“Yep. Someone known to the Wallaces on an intimate level. Someone who could swipe Patricia’s card, head out to buy the weapon, and then put the card back. But someone whose impulse control has not yet fully developed. A mature, thinking adult would know buying a very specific weapon, using a credit card, in a building wrapped in security cameras, isn’t the best way to commit a crime.”
“You’re saying your killer is young. Underdeveloped, mentally.”
“Uh huh.” Archer releases me, but only to step to the door the very moment a knock echoes from the other side. Pulling it open a few inches, he listens for a beat as Officer Clay murmurs. Nodding. Responding with a ‘yes’ or ‘no’ when appropriate.

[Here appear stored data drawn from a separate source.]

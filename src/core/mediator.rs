//=========================================================================
// Navigation Mediator
//=========================================================================
//
// Publish/subscribe channel carrying "navigate to scene X" events.
//
// Architecture:
//   Navigator (shared handle) → NavigationMediator::update(name)
//                                     ↓ synchronous, registration order
//                               registered listeners
//
// The mediator retains only the identity of currently registered
// listeners — it is not a durable log. A listener registered after an
// `update` call does not see that event. Re-entrant dispatch through the
// shared `Navigator` handle fails fast instead of interleaving.
//
//=========================================================================

//=== Standard Library Imports ============================================

use std::cell::RefCell;
use std::rc::Rc;

//=== External Crates =====================================================

use log::trace;

//=== Internal Dependencies ===============================================

use super::error::{StageError, StageResult};

//=== NavigationMediator ==================================================

/// Single dispatch channel for scene navigation events.
///
/// Listeners receive every event emitted after their registration, in
/// registration order, synchronously within the `update` call. There is
/// no buffering beyond immediate dispatch.
pub struct NavigationMediator {
    listeners: Vec<Box<dyn FnMut(&str)>>,
}

impl NavigationMediator {
    /// Creates a mediator with no listeners.
    pub fn new() -> Self {
        Self { listeners: Vec::new() }
    }

    //--- Registration -----------------------------------------------------

    /// Adds a listener that receives every subsequent navigation name.
    pub fn register(&mut self, listener: impl FnMut(&str) + 'static) {
        self.listeners.push(Box::new(listener));
    }

    /// Returns the number of currently registered listeners.
    pub fn listener_count(&self) -> usize {
        self.listeners.len()
    }

    //--- Dispatch ---------------------------------------------------------

    /// Notifies all currently registered listeners with `scene_name`.
    pub fn update(&mut self, scene_name: &str) {
        trace!(target: "mediator", "dispatching navigation to '{}'", scene_name);
        for listener in &mut self.listeners {
            listener(scene_name);
        }
    }
}

impl Default for NavigationMediator {
    fn default() -> Self {
        Self::new()
    }
}

//=== Navigator ===========================================================

/// Cloneable handle for emitting navigation events.
///
/// Scenes and application code request transitions through this handle
/// rather than touching the mediator directly. Dispatch is synchronous;
/// emitting while a dispatch is already in progress is disallowed and
/// fails fast with [`StageError::ReentrantDispatch`].
#[derive(Clone)]
pub struct Navigator {
    mediator: Rc<RefCell<NavigationMediator>>,
}

impl Navigator {
    pub(crate) fn new(mediator: Rc<RefCell<NavigationMediator>>) -> Self {
        Self { mediator }
    }

    /// Emits one navigation event for `scene_name`.
    ///
    /// # Errors
    ///
    /// Returns [`StageError::ReentrantDispatch`] when called from within
    /// a listener of the same mediator.
    pub fn navigate(&self, scene_name: &str) -> StageResult<()> {
        let Ok(mut mediator) = self.mediator.try_borrow_mut() else {
            return Err(StageError::ReentrantDispatch);
        };
        mediator.update(scene_name);
        Ok(())
    }
}

//=========================================================================
// Unit Tests
//=========================================================================

#[cfg(test)]
mod tests {
    use super::*;

    #[test]
    fn listeners_receive_events_in_registration_order() {
        let seen = Rc::new(RefCell::new(Vec::new()));
        let mut mediator = NavigationMediator::new();

        for tag in ["first", "second", "third"] {
            let seen = Rc::clone(&seen);
            mediator.register(move |name| seen.borrow_mut().push(format!("{tag}:{name}")));
        }

        mediator.update("menu");

        assert_eq!(
            seen.borrow().as_slice(),
            ["first:menu", "second:menu", "third:menu"]
        );
    }

    #[test]
    fn late_listener_does_not_see_earlier_events() {
        let count = Rc::new(RefCell::new(0));
        let mut mediator = NavigationMediator::new();

        mediator.update("menu");

        let counter = Rc::clone(&count);
        mediator.register(move |_| *counter.borrow_mut() += 1);
        assert_eq!(*count.borrow(), 0);

        mediator.update("menu");
        assert_eq!(*count.borrow(), 1);
    }

    #[test]
    fn navigator_dispatches_through_the_mediator() {
        let seen = Rc::new(RefCell::new(Vec::new()));
        let mediator = Rc::new(RefCell::new(NavigationMediator::new()));

        let sink = Rc::clone(&seen);
        mediator
            .borrow_mut()
            .register(move |name| sink.borrow_mut().push(name.to_owned()));

        let navigator = Navigator::new(Rc::clone(&mediator));
        navigator.navigate("level-1").unwrap();

        assert_eq!(seen.borrow().as_slice(), ["level-1"]);
    }

    #[test]
    fn reentrant_dispatch_fails_fast() {
        let mediator = Rc::new(RefCell::new(NavigationMediator::new()));
        let navigator = Navigator::new(Rc::clone(&mediator));

        let reentrant = navigator.clone();
        let result = Rc::new(RefCell::new(None));
        let sink = Rc::clone(&result);
        mediator.borrow_mut().register(move |_| {
            *sink.borrow_mut() = Some(reentrant.navigate("again"));
        });

        navigator.navigate("menu").unwrap();

        let inner = result.borrow_mut().take().unwrap();
        assert!(matches!(inner, Err(StageError::ReentrantDispatch)));
    }
}
//=========================================================================
// Surface & Mount Point
//=========================================================================
//
// The render-output element and the single well-known container it is
// attached to.
//
// Convention: exactly one surface element exists per engine handle, it
// always carries the fixed element id, and at most one surface is mounted
// at any time. The lifecycle loader is the only intended mutator of the
// mount point.
//
//=========================================================================

//=== External Crates =====================================================

use log::warn;

//=== Internal Dependencies ===============================================

use super::RenderConfig;
use std::rc::Rc;

//=== Surface =============================================================

/// Fixed id carried by every surface element.
pub const SURFACE_ELEMENT_ID: &str = "canvas";

/// Render-output element produced by a backend initialization.
///
/// The surface is shared (`Rc`) between the engine handle and the mount
/// point while attached; dropping the handle on re-init leaves a detached
/// mount entry harmless.
#[derive(Debug, Clone, PartialEq, Eq)]
pub struct Surface {
    id: String,
    width: u32,
    height: u32,
}

impl Surface {
    /// Creates a surface sized per `config`, carrying the fixed id.
    pub fn new(config: &RenderConfig) -> Self {
        Self {
            id: SURFACE_ELEMENT_ID.to_owned(),
            width: config.width,
            height: config.height,
        }
    }

    pub fn id(&self) -> &str {
        &self.id
    }

    pub fn width(&self) -> u32 {
        self.width
    }

    pub fn height(&self) -> u32 {
        self.height
    }
}

//=== MountPoint ==========================================================

/// The single container surfaces are attached to and detached from.
pub struct MountPoint {
    slot: Option<Rc<Surface>>,
}

impl MountPoint {
    /// Creates an empty mount point.
    pub fn new() -> Self {
        Self { slot: None }
    }

    /// Attaches `surface`, replacing (and warning about) any occupant.
    ///
    /// Teardown always precedes load, so a replacement here indicates a
    /// lifecycle ordering bug upstream.
    pub fn attach(&mut self, surface: Rc<Surface>) {
        if let Some(previous) = &self.slot {
            warn!(target: "render", "replacing mounted surface '{}'", previous.id());
        }
        self.slot = Some(surface);
    }

    /// Removes the mounted surface if present. Idempotent.
    ///
    /// Returns true when something was actually detached.
    pub fn detach(&mut self) -> bool {
        self.slot.take().is_some()
    }

    /// The currently mounted surface, if any.
    pub fn mounted(&self) -> Option<&Rc<Surface>> {
        self.slot.as_ref()
    }

    /// Returns true while a surface is mounted.
    pub fn is_mounted(&self) -> bool {
        self.slot.is_some()
    }
}

impl Default for MountPoint {
    fn default() -> Self {
        Self::new()
    }
}

//=========================================================================
// Unit Tests
//=========================================================================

Finally, he accepts a yellow envelope the size of a sheet of paper, and tucking it under his arm, he closes the door and turns back to face us. “Judge Mistleforth is still sitting in court. We don’t have a signature for the CCTV footage yet.”
“What the fuck?” Re-energized, Fletch shoves up from his chair. “Is he screwing with our case because it’s fun, or is he completely useless?”
“The answer isn’t no. It’s just… not yet. The docket is full and cases are stacking up.”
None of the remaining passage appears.